Under this new light, the way I relate to myself is slowly changing. An attitude of compassion started developing. And as my meditation continues to deepen, the awareness is like a bright light where I see the many ways in which I get caught up in identifying with form, feelings, and thoughts parading in this mind. Awareness of this inner dynamic and the attitude of compassion toward it, for me, are paramount. In time, I will come to be (in a very Jungian way) the king of this little city inhabiting my psyche. In this little inner city, all inhabitants need to be listened to, especially those dwelling in the shadow side, the ones we find the most difficult to accept.

Through meditation, awareness is developing, and through awareness and compassion I have been able to face the citizens of my shadow side.

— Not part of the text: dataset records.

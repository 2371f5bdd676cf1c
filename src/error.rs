//! Endpoint error types.
//!
//! [`ServerError`] is the central error type. Session handlers return it to
//! report how a connection ended; the session boundary in
//! [`crate::ws::handler::run_session`] classifies it and never lets it
//! escape the connection task. The HTTP-facing variants map to a status
//! code and a structured JSON error response.

use std::fmt;

use axum::http::StatusCode;
use axum::response::{IntoResponse, Response};
use serde::Serialize;

/// Structured JSON error response body.
///
/// ```json
/// {
///   "error": {
///     "code": 426,
///     "message": "websocket upgrade required for /echotest"
///   }
/// }
/// ```
#[derive(Debug, Serialize)]
pub struct ErrorResponse {
    /// Structured error payload.
    pub error: ErrorBody,
}

/// Inner error body with numeric code and human-readable message.
#[derive(Debug, Serialize)]
pub struct ErrorBody {
    /// Numeric error code (the HTTP status code).
    pub code: u16,
    /// Human-readable error message.
    pub message: String,
}

/// Close code and reason reported by a peer that went away abnormally.
#[derive(Debug, Clone, Default, PartialEq, Eq)]
pub struct CloseInfo {
    /// Close status code, if the peer sent one.
    pub code: Option<u16>,
    /// Close reason text (may be empty).
    pub reason: String,
}

impl fmt::Display for CloseInfo {
    fn fmt(&self, f: &mut fmt::Formatter<'_>) -> fmt::Result {
        match self.code {
            Some(code) if self.reason.is_empty() => write!(f, "code {code}"),
            Some(code) => write!(f, "code {code}, reason `{}`", self.reason),
            None => f.write_str("no close information provided"),
        }
    }
}

/// Endpoint error enum.
#[derive(Debug, thiserror::Error)]
pub enum ServerError {
    /// The peer completed a normal close handshake (1000 or 1001).
    #[error("peer closed the connection normally")]
    ClosedNormally,

    /// The peer went away without a normal close.
    #[error("peer closed the connection abnormally: {0}")]
    ClosedAbnormally(CloseInfo),

    /// Error surfaced by the WebSocket transport.
    #[error("websocket transport error: {0}")]
    Transport(#[from] axum::Error),

    /// A control command had missing or malformed arguments.
    #[error("invalid command: {0}")]
    InvalidCommand(String),

    /// A plain HTTP request arrived on a WebSocket route.
    #[error("websocket upgrade required for {0}")]
    UpgradeRequired(String),

    /// Invalid configuration value.
    #[error("invalid configuration: {0}")]
    Config(String),

    /// Socket or listener failure.
    #[error("io error: {0}")]
    Io(#[from] std::io::Error),
}

impl ServerError {
    /// Returns the HTTP status code for this variant.
    #[must_use]
    pub const fn status_code(&self) -> StatusCode {
        match self {
            Self::UpgradeRequired(_) => StatusCode::UPGRADE_REQUIRED,
            Self::InvalidCommand(_) => StatusCode::BAD_REQUEST,
            Self::ClosedNormally
            | Self::ClosedAbnormally(_)
            | Self::Transport(_)
            | Self::Config(_)
            | Self::Io(_) => StatusCode::INTERNAL_SERVER_ERROR,
        }
    }

    /// Returns `true` if this error is one of the two ways a peer ends a
    /// session (normal or abnormal close) rather than a fault.
    #[must_use]
    pub const fn is_peer_close(&self) -> bool {
        matches!(self, Self::ClosedNormally | Self::ClosedAbnormally(_))
    }
}

impl IntoResponse for ServerError {
    fn into_response(self) -> Response {
        let status = self.status_code();
        let body = ErrorResponse {
            error: ErrorBody {
                code: status.as_u16(),
                message: self.to_string(),
            },
        };
        (status, axum::Json(body)).into_response()
    }
}
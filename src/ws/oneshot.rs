//! Single-exchange routes: open/close test, close-during-echo, registered
//! paths, and the default echo-once reply.

use axum::extract::ws::{Message, close_code};

use super::session::{Session, payload_text};
use crate::domain::PathBehavior;
use crate::error::ServerError;

/// Close reason sent by `/closeduringecho`.
pub const CLOSE_DURING_ECHO_REASON: &str = "closed";

/// `/openclosetest`: reads once and never replies.
///
/// # Errors
///
/// Returns how the peer ended the connection if it did so before sending
/// anything.
pub async fn open_close_test(session: &mut Session) -> Result<(), ServerError> {
    let message = session.recv().await?;
    tracing::debug!(
        bytes = payload_text(&message).len(),
        "ignoring message on open/close test route"
    );
    Ok(())
}

/// `/closeduringecho`: discards one message, then closes with 1001.
///
/// # Errors
///
/// Returns how the peer ended the connection, or a transport error from
/// sending the close frame.
pub async fn close_during_echo(session: &mut Session) -> Result<(), ServerError> {
    let _ = session.recv().await?;
    session
        .close(close_code::AWAY, CLOSE_DURING_ECHO_REASON)
        .await
}

/// Registered path: echoes one message after the configured delay, then
/// closes the connection.
///
/// # Errors
///
/// Returns how the peer ended the connection, or a transport error.
pub async fn custom_path(
    session: &mut Session,
    behavior: &PathBehavior,
) -> Result<(), ServerError> {
    let message = session.recv().await?;
    if !behavior.delay.is_zero() {
        tokio::time::sleep(behavior.delay).await;
    }
    session.send(message).await?;
    session.close(close_code::NORMAL, "").await
}

/// Any other path: replies once with `Data received as: <message>!`, then
/// leaves the connection open until the peer closes it.
///
/// # Errors
///
/// Ends with how the peer closed the connection.
pub async fn echo_once(session: &mut Session) -> Result<(), ServerError> {
    let message = session.recv().await?;
    let reply = echo_once_reply(&message);
    session.send(Message::text(reply)).await?;

    loop {
        let _ = session.recv().await?;
    }
}

/// Formats the echo-once reply for `message`.
#[must_use]
pub fn echo_once_reply(message: &Message) -> String {
    format!("Data received as: {}!", payload_text(message))
}

#[cfg(test)]
mod tests {
    use axum::body::Bytes;

    use super::*;

    #[test]
    fn echo_once_reply_wraps_text() {
        assert_eq!(
            echo_once_reply(&Message::text("test")),
            "Data received as: test!"
        );
    }

    #[test]
    fn echo_once_reply_renders_binary() {
        assert_eq!(
            echo_once_reply(&Message::Binary(Bytes::from_static(b"raw"))),
            "Data received as: raw!"
        );
    }
}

One thing I observe is that what I most hate in others is exactly what I most dislike in myself. Of course; out of the need to be accepted, I push these qualities to the back where they could not be seen, heard or contacted. This new relationship with this shadow side is in itself, transforming, because as the murderer anger, the fired envy, the monumental craving and selfishness are allowed to express themselves, something almost magical happens, something underneath is revealed, something that I was looking for always outside surfaces in the quiet here and now: the peace, the contentment and the harmony. The joy is limitless.

Today, almost five years later, I am free from cancer although oncologists told me that I would not survive without the standard treatment. I am in the middle of this work, so I cannot tell you yet of the ending with lights and trumpets.
As life is a constant process unfolding of participation, whether I want it or not with its goods and bads, its high and lows, its failures and successes, and my inner voices struggling to regain control, I am constantly reminded of this inner space, where time and space dissolves, duality is a mirage, and joy is the only reality. For me, this place is the place of real healing, because this place is the essence of limitless bliss.

I want to share with you this because now you are travelling the same country. And I say country because the path is not yet there; you will make the path as you walk. So what I am sharing is the way I am making my own path. You need to find the map of your path in the middle of your heart.